Le 22 juin 1961, le chef d'orchestre Raymond Leyris est tué « (…) d'une balle de 9 mm tirée dans la nuque. (…) La mort de M Leyris (…) a jeté (…) la consternation dans les milieux musulmans et israélites. »
Le choix du départ, le 12 juin 1962, s'impose à la famille Stora « vingt jours seulement avant la proclamation de l'indépendance algérienne. Nous sommes donc partis parmi les derniers de notre quartier, dans la précipitation. ».

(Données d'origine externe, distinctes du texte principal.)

//! Functionality to validate the contents of a Conda package.
//!
//! Almost all Conda packages contain a file `info/paths.json` that describes all the files the
//! package contains. The [`validate_package_directory`] function validates that a directory
//! containing an extracted Conda package archive actually contains the files as described by the
//! `paths.json` file.
//!
//! Very old Conda packages do not contain a `paths.json` file. These packages contain a
//! (deprecated) `files` file as well as optionally a `has_prefix` and some other files. If the
//! `paths.json` file is missing these deprecated files are used instead to reconstruct a
//! [`PathsJson`] object. See [`PathsJson::from_deprecated_package_directory`] for more information.

use digest::Digest;
use rattler_conda_types::package::{IndexJson, PackageFile, PathType, PathsEntry, PathsJson};
use rattler_digest::Sha256;
use std::{
    io::ErrorKind,
    path::{Path, PathBuf},
};

/// An error that is returned by [`validate_package_directory`] if the contents of the directory seems to be
/// corrupted.
#[derive(Debug, thiserror::Error)]
pub enum PackageValidationError {
    /// Neither a `paths.json` file nor a deprecated `files` file was found.
    #[error("neither a 'paths.json' or a deprecated 'files' file was found")]
    MetadataMissing,

    /// An error occurred while reading the `paths.json` file.
    #[error("failed to read 'paths.json' file")]
    ReadPathsJsonError(#[source] std::io::Error),

    /// An error occurred while reading the deprecated `files` file.
    #[error("failed to read validation data from deprecated files")]
    ReadDeprecatedPathsJsonError(#[source] std::io::Error),

    /// The path seems to be corrupted.
    #[error("the path '{0}' seems to be corrupted")]
    CorruptedEntry(PathBuf, #[source] PackageEntryValidationError),

    /// An error occurred while reading the `index.json` file.
    #[error("failed to read 'index.json'")]
    ReadIndexJsonError(#[source] std::io::Error),
}

/// An error that indicates that a specific file in a package archive directory seems to be corrupted.
#[derive(Debug, thiserror::Error)]
pub enum PackageEntryValidationError {
    /// An error occurred while reading the metadata of the file.
    #[error("failed to retrieve file metadata'")]
    GetMetadataFailed(#[source] std::io::Error),

    /// The file does not exist.
    #[error("the file does not exist")]
    NotFound,

    /// The file is not a symbolic link.
    #[error("expected a symbolic link")]
    ExpectedSymlink,

    /// The file is not a directory.
    #[error("expected a directory")]
    ExpectedDirectory,

    /// The size of the file does not match the expected size.
    #[error("incorrect size, expected {0} but file on disk is {1}")]
    IncorrectSize(u64, u64),

    /// An IO error occurred while reading the file.
    #[error("an io error occurred")]
    IoError(#[from] std::io::Error),

    /// The SHA256 hash of the file does not match the expected hash.
    #[error("sha256 hash mismatch, expected '{0}' but file on disk is '{1}'")]
    HashMismatch(String, String),
}

/// Determine whether the files in the specified directory match what is expected according to the
/// `info/paths.json` file in the same directory.
///
/// If the `info/paths.json` file could not be found this function tries to reconstruct the
/// information from older deprecated methods. See [`PathsJson::from_deprecated_package_directory`].
///
/// If validation succeeds the parsed [`PathsJson`] object is returned which contains information
/// about the files in the archive.
pub fn validate_package_directory(
    package_dir: &Path,
) -> Result<(IndexJson, PathsJson), PackageValidationError> {
    // Validate that there is a valid IndexJson
    let index_json = IndexJson::from_package_directory(package_dir)
        .map_err(PackageValidationError::ReadIndexJsonError)?;

    // Read the 'paths.json' file which describes all files that should be present. If the file
    // could not be found try reconstructing the paths information from deprecated files in the
    // package directory.
    let paths = match PathsJson::from_package_directory(package_dir) {
        Err(e) if e.kind() == ErrorKind::NotFound => {
            match PathsJson::from_deprecated_package_directory(package_dir) {
                Ok(paths) => paths,
                Err(e) if e.kind() == ErrorKind::NotFound => {
                    return Err(PackageValidationError::MetadataMissing)
                }
                Err(e) => return Err(PackageValidationError::ReadDeprecatedPathsJsonError(e)),
            }
        }
        Err(e) => return Err(PackageValidationError::ReadPathsJsonError(e)),
        Ok(paths) => paths,
    };

    // Validate all the entries
    validate_package_directory_from_paths(package_dir, &paths)
        .map_err(|(path, err)| PackageValidationError::CorruptedEntry(path, err))?;

    Ok((index_json, paths))
}

/// Determine whether the files in the specified directory match wat is expected according to the
/// passed in [`PathsJson`].
pub fn validate_package_directory_from_paths(
    package_dir: &Path,
    paths: &PathsJson,
) -> Result<(), (PathBuf, PackageEntryValidationError)> {
    // Check every entry in the PathsJson object
    for entry in paths.paths.iter() {
        validate_package_entry(package_dir, entry).map_err(|e| (entry.relative_path.clone(), e))?;
    }

    Ok(())
}

/// Determine whether the information in the [`PathsEntry`] matches the file in the package directory.
fn validate_package_entry(
    package_dir: &Path,
    entry: &PathsEntry,
) -> Result<(), PackageEntryValidationError> {
    let path = package_dir.join(&entry.relative_path);

    // Validate based on the type of path
    match entry.path_type {
        PathType::HardLink => validate_package_hard_link_entry(path, entry),
        PathType::SoftLink => validate_package_soft_link_entry(path, entry),
        PathType::Directory => validate_package_directory_entry(path, entry),
    }
}

/// Determine whether the information in the [`PathsEntry`] matches the file at the specified path.
fn validate_package_hard_link_entry(
    path: PathBuf,
    entry: &PathsEntry,
) -> Result<(), PackageEntryValidationError> {
    debug_assert!(entry.path_type == PathType::HardLink);

    // Short-circuit if we have no validation reference
    if entry.sha256.is_none() && entry.size_in_bytes.is_none() {
        if !path.is_file() {
            return Err(PackageEntryValidationError::NotFound);
        }
        return Ok(());
    }

    // Open the file for reading
    let mut file = match std::fs::File::open(&path) {
        Ok(file) => file,
        Err(e) if e.kind() == ErrorKind::NotFound => {
            return Err(PackageEntryValidationError::NotFound);
        }
        Err(e) => return Err(PackageEntryValidationError::IoError(e)),
    };

    // Validate the size of the file
    if let Some(size_in_bytes) = entry.size_in_bytes {
        let actual_file_len = file
            .metadata()
            .map_err(PackageEntryValidationError::IoError)?
            .len();
        if size_in_bytes != actual_file_len {
            return Err(PackageEntryValidationError::IncorrectSize(
                size_in_bytes,
                actual_file_len,
            ));
        }
    }

    // Check the SHA256 hash of the file
    if let Some(hash_str) = &entry.sha256 {
        // Determine the hash of the file on disk
        let mut hasher = Sha256::default();
        std::io::copy(&mut file, &mut hasher)?;
        let hash = hasher.finalize();

        // Convert the expected hash to bytes.
        let mut expected_hash = rattler_digest::Sha256Hash::default();
        hex::decode_to_slice(hash_str, &mut expected_hash).map_err(|_| {
            PackageEntryValidationError::HashMismatch(hash_str.clone(), format!("{hash:x}"))
        })?;

        // Compare the two hashes
        if expected_hash != hash {
            return Err(PackageEntryValidationError::HashMismatch(
                hash_str.clone(),
                format!("{hash:x}"),
            ));
        }
    }

    Ok(())
}

/// Determine whether the information in the [`PathsEntry`] matches the symbolic link at the specified
/// path.
fn validate_package_soft_link_entry(
    path: PathBuf,
    entry: &PathsEntry,
) -> Result<(), PackageEntryValidationError> {
    debug_assert!(entry.path_type == PathType::SoftLink);

    if !path.is_symlink() {
        return Err(PackageEntryValidationError::ExpectedSymlink);
    }

    // TODO: Validate symlink content. Dont validate the SHA256 hash of the file because since a
    // symlink will most likely point to another file added as a hardlink by the package this is
    // double work. Instead check that the symlink is correct e.g. `../a` points to the same file as
    // `b/../../a` but they are different.

    Ok(())
}

/// Determine whether the information in the [`PathsEntry`] matches the directory at the specified path.
fn validate_package_directory_entry(
    path: PathBuf,
    entry: &PathsEntry,
) -> Result<(), PackageEntryValidationError> {
    debug_assert!(entry.path_type == PathType::Directory);

    if path.is_dir() {
        Ok(())
    } else {
        Err(PackageEntryValidationError::ExpectedDirectory)
    }
}

#[cfg(test)]
mod test {
    use super::{
        validate_package_directory, validate_package_directory_from_paths,
        PackageEntryValidationError, PackageValidationError,
    };
    use assert_matches::assert_matches;
    use rattler_conda_types::package::{PathType, PathsEntry, PathsJson};
    use std::io::Write;

    fn write_index_json(package_dir: &std::path::Path) {
        std::fs::create_dir_all(package_dir.join("info")).unwrap();
        std::fs::write(
            package_dir.join("info/index.json"),
            r#"{"name":"test-pkg","version":"1.0.0","build":"0","build_number":0,"subdir":"noarch","depends":[],"arch":null,"platform":null}"#,
        )
        .unwrap();
    }

    fn write_paths_json(package_dir: &std::path::Path, paths: &PathsJson) {
        std::fs::write(
            package_dir.join("info/paths.json"),
            serde_json::to_string(paths).unwrap(),
        )
        .unwrap();
    }

    fn hard_link_entry(relative_path: &str, contents: &[u8]) -> PathsEntry {
        use digest::Digest;
        use rattler_digest::Sha256;
        let hash = Sha256::digest(contents);
        PathsEntry {
            relative_path: relative_path.into(),
            path_type: PathType::HardLink,
            file_mode: Default::default(),
            prefix_placeholder: None,
            no_link: false,
            sha256: Some(format!("{hash:x}")),
            size_in_bytes: Some(contents.len() as u64),
        }
    }

    fn test_validate_package_files(relative_path: &str) {
        let temp_dir = tempfile::tempdir().unwrap();
        write_index_json(temp_dir.path());

        let contents = b"hello world";
        let entry = hard_link_entry(relative_path, contents);
        std::fs::write(temp_dir.path().join(&entry.relative_path), contents).unwrap();

        let paths = PathsJson {
            paths_version: 1,
            paths: vec![entry.clone()],
        };
        write_paths_json(temp_dir.path(), &paths);

        // Validate that the package directory is correct, since it was just written.
        let result = validate_package_directory(temp_dir.path());
        if let Err(e) = result {
            panic!("{e}");
        }

        // Corrupt the file by writing a single character to the start of it.
        let mut file = std::fs::OpenOptions::new()
            .write(true)
            .open(temp_dir.path().join(&entry.relative_path))
            .unwrap();
        file.write_all(&[255]).unwrap();
        drop(file);

        // Revalidate, given that we changed the file it should now fail with a hash mismatch.
        assert_matches!(
            validate_package_directory_from_paths(temp_dir.path(), &paths),
            Err((
                path,
                PackageEntryValidationError::HashMismatch(_, _)
            )) if path == entry.relative_path
        );
    }

    #[test]
    fn test_validate_package_files_conda() {
        test_validate_package_files("lib/test.txt");
    }

    #[test]
    #[cfg(unix)]
    fn test_validate_package_files_symlink() {
        let temp_dir = tempfile::tempdir().unwrap();
        write_index_json(temp_dir.path());

        let target_contents = b"hello world";
        std::fs::write(temp_dir.path().join("target.txt"), target_contents).unwrap();
        std::os::unix::fs::symlink("target.txt", temp_dir.path().join("link.txt")).unwrap();

        let symlink_entry = PathsEntry {
            relative_path: "link.txt".into(),
            path_type: PathType::SoftLink,
            file_mode: Default::default(),
            prefix_placeholder: None,
            no_link: false,
            sha256: None,
            size_in_bytes: None,
        };
        let paths = PathsJson {
            paths_version: 1,
            paths: vec![symlink_entry.clone()],
        };
        write_paths_json(temp_dir.path(), &paths);

        let result = validate_package_directory(temp_dir.path());
        if let Err(e) = result {
            panic!("{e}");
        }

        // Replace the symlink with its content, it should now fail as it's no longer a symlink.
        let entry_path = temp_dir.path().join(&symlink_entry.relative_path);
        let contents = std::fs::read(&entry_path).unwrap();
        std::fs::remove_file(&entry_path).unwrap();
        std::fs::write(entry_path, contents).unwrap();

        assert_matches!(
            validate_package_directory_from_paths(temp_dir.path(), &paths),
            Err((
                path,
                PackageEntryValidationError::ExpectedSymlink
            )) if path == symlink_entry.relative_path
        );
    }

    #[test]
    fn test_missing_metadata() {
        let temp_dir = tempfile::tempdir().unwrap();
        assert_matches!(
            validate_package_directory(temp_dir.path()),
            Err(PackageValidationError::ReadIndexJsonError(_))
        );
    }
}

Le livre de Benjamin Stora tente, pour autant que cela soit possible, d'objectiver les facteurs qui ont conduit à l'abandon du rêve d'une société algérienne « fraternelle et égalitaire », au triomphe des « ultras » sur les partisans du « vivre ensemble ». La page 109 illustre de façon parfaite le processus qui conduit chaque algérien à se dire : « (…) il fallait désormais être dans un camp ou dans l'autre (…)
J'ai personnellement retrouvé beaucoup de points communs entre mon père, Espagnol catholique, je le rappelle, et celui de Benjamin Stora : la volonté de partir le plus tard possible motivée par une croyance indéfectible en l'homme, plus que dans les organisations ; cette rencontre avec des responsables locaux du FLN qui assurent le père de Benjamin qu'il n'aura rien à craindre dans l'Algérie indépendante…mais qui le conduit à conclure : « cette fois nous partons en France. » (Page 115)
Seul bémol à la lecture, le fait que parfois, voire souvent, la voix de l'enfant Benjamin – celui des années 1955-1962- se perde dans celle de l'historien Benjamin Stora. Au moment où l'enfant se confie, parle de ses émois, de ses analyses approximatives, subjectives, l'historien intervient pour compléter par une référence, un contrepoint, un souvenir différent, l'apport d'un événement historique avéré…c'est quelquefois gênant.
Toutefois, je recommande ce livre à tous ceux qui veulent avoir une vision claire, précise et sans préjugés de la situation en Algérie dans les années précédant son accession à l'indépendance, du rôle des différentes communautés, de la dégradation de leurs relations du fait de l'irruption de considérants exogènes dans leur vie domestique et sociale.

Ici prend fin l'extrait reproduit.